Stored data
#####
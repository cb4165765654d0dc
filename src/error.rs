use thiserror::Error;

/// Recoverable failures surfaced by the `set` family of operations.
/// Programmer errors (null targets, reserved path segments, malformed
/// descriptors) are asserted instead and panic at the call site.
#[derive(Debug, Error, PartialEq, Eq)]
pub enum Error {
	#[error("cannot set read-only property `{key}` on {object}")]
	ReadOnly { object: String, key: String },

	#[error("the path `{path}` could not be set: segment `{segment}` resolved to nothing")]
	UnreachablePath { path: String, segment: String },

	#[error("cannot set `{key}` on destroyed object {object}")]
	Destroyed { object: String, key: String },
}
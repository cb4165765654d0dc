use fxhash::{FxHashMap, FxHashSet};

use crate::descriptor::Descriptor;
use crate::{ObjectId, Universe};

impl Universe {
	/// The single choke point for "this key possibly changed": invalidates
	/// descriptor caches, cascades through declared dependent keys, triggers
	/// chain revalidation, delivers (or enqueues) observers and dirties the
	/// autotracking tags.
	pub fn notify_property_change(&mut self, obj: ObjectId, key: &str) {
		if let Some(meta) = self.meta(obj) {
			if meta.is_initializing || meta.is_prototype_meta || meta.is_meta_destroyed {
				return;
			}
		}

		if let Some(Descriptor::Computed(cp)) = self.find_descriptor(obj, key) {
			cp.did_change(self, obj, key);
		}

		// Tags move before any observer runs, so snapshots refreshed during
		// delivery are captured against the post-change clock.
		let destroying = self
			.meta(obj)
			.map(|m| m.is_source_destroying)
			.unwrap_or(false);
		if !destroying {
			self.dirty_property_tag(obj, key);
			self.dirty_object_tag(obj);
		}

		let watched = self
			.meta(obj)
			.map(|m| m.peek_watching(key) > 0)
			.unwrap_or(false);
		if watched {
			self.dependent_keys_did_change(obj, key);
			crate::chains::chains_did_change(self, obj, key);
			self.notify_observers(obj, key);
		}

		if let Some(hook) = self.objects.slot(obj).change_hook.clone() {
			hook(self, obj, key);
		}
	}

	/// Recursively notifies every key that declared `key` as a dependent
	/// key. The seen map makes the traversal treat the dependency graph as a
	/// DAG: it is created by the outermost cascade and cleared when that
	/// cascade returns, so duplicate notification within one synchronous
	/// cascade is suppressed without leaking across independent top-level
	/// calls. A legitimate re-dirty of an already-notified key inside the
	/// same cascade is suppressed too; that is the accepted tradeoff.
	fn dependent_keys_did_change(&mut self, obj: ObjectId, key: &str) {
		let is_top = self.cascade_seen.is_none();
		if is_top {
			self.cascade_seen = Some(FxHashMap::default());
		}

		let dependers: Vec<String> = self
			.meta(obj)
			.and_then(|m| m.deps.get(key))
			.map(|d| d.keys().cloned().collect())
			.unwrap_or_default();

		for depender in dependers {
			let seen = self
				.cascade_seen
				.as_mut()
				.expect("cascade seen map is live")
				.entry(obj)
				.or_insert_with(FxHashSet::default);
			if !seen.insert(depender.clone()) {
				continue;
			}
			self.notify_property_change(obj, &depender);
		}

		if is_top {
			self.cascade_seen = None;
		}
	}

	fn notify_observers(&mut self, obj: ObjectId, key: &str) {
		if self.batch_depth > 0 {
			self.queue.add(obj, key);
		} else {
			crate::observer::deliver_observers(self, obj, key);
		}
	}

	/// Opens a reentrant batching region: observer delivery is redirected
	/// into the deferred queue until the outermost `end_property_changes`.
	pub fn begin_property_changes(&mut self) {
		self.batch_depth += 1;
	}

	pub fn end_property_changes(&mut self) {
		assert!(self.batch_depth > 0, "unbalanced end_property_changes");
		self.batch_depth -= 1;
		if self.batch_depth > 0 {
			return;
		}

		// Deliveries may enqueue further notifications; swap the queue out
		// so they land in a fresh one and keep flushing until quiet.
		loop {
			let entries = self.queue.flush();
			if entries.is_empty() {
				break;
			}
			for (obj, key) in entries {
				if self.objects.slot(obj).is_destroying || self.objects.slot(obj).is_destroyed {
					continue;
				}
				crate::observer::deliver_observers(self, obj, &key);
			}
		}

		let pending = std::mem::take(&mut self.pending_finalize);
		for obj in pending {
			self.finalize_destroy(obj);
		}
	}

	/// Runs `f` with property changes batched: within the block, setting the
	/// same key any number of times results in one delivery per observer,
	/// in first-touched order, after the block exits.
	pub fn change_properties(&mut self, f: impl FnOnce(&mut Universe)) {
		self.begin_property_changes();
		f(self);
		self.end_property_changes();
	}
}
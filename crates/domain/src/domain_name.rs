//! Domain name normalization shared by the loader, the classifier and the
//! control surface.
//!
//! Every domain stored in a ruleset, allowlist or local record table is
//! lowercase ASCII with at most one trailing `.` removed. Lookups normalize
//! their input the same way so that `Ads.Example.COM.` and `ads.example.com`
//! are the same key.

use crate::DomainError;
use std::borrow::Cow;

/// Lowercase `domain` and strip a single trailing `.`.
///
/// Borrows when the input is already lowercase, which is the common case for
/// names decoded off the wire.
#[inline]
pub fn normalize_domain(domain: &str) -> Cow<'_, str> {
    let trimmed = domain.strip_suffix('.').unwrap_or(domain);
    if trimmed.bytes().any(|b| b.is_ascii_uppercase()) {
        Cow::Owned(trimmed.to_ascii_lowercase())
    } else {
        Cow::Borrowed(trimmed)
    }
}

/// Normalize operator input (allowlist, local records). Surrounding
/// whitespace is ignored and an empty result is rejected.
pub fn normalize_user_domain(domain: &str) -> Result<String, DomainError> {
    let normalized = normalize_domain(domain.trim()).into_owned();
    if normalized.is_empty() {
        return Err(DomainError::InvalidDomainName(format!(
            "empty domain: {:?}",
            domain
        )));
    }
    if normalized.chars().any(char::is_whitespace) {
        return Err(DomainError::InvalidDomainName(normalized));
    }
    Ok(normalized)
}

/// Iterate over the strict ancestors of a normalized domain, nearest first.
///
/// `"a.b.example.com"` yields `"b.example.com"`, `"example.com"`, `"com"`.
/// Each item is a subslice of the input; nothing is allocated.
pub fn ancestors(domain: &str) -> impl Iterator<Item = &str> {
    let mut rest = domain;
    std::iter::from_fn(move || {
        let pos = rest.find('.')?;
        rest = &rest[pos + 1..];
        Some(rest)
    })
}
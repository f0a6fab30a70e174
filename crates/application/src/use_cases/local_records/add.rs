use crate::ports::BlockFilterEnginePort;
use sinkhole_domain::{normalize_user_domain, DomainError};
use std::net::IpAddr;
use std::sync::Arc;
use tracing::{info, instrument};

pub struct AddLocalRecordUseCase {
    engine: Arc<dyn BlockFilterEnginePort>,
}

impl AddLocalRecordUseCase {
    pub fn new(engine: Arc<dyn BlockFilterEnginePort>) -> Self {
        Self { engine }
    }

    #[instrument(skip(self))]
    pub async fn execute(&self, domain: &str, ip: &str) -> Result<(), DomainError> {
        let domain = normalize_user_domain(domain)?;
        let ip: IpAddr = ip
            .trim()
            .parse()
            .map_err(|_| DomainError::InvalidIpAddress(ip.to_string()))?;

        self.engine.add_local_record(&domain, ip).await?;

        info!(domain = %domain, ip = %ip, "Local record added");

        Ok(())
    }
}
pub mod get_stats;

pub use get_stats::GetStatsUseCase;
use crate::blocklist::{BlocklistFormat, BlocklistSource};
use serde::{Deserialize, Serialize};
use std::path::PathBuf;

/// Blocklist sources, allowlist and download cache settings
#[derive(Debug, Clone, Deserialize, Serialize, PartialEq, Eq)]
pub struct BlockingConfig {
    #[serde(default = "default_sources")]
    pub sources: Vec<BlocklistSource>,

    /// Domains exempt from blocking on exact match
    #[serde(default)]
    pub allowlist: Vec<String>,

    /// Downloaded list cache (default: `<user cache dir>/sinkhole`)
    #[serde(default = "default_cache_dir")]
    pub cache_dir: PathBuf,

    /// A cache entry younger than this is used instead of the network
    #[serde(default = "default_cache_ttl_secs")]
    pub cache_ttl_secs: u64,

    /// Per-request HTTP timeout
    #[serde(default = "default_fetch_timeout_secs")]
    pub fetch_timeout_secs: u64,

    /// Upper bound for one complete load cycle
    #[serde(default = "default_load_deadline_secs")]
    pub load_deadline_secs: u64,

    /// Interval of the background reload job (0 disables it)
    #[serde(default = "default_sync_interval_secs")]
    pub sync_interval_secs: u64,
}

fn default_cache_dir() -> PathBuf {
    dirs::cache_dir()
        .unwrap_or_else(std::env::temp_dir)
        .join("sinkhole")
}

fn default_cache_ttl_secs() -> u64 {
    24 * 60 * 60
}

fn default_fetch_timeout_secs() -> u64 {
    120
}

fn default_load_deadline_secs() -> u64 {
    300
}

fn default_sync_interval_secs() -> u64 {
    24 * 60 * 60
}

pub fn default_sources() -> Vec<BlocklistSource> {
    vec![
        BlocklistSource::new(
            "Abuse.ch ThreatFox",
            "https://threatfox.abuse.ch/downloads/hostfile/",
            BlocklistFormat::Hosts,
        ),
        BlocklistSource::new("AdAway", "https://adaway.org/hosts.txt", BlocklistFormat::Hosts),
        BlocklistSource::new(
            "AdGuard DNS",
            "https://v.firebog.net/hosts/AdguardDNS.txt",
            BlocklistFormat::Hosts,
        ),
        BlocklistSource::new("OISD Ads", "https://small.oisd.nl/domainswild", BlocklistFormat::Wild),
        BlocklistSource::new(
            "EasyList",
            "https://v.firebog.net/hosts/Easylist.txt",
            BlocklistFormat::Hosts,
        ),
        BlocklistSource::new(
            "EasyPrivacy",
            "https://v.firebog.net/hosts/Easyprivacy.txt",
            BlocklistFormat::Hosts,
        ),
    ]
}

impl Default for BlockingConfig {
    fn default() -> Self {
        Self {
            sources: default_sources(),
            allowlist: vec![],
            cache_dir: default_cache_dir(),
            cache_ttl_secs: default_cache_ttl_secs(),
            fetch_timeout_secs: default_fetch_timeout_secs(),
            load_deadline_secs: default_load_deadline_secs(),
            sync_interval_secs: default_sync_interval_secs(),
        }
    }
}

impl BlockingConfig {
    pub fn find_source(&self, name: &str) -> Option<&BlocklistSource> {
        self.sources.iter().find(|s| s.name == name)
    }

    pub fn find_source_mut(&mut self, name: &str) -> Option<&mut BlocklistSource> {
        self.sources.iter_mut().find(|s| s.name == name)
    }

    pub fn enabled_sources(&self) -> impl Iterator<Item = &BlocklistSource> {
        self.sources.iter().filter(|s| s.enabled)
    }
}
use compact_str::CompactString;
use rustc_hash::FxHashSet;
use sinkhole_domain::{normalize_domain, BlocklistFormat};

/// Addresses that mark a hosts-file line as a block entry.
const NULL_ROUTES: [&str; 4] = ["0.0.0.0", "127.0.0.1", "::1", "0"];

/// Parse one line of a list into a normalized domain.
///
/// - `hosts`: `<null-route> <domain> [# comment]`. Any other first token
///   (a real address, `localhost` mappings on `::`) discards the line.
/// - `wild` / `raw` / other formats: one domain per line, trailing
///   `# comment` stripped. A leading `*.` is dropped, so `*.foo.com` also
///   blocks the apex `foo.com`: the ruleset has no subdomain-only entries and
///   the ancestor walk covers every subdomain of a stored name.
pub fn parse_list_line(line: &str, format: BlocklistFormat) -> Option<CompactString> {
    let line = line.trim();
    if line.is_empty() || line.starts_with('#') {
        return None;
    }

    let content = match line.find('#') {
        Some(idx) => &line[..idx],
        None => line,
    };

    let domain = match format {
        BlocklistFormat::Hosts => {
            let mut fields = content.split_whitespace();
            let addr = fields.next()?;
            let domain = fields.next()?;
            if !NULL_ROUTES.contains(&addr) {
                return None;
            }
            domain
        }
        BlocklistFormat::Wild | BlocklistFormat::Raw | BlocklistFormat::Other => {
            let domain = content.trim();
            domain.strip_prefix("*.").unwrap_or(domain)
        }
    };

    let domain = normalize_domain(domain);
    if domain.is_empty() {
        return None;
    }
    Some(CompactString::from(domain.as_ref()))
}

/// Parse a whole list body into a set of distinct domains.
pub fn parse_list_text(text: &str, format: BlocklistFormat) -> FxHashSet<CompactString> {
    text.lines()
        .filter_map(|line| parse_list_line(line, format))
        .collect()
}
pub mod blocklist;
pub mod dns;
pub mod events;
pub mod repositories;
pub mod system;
#####
Problem to work on
For each line in the data above that contains the string "Universe", extract the line.

Task result
use crate::{ObjectId, Universe};
impl Universe {
	pub fn change_properties(&mut self, f: impl FnOnce(&mut Universe)) {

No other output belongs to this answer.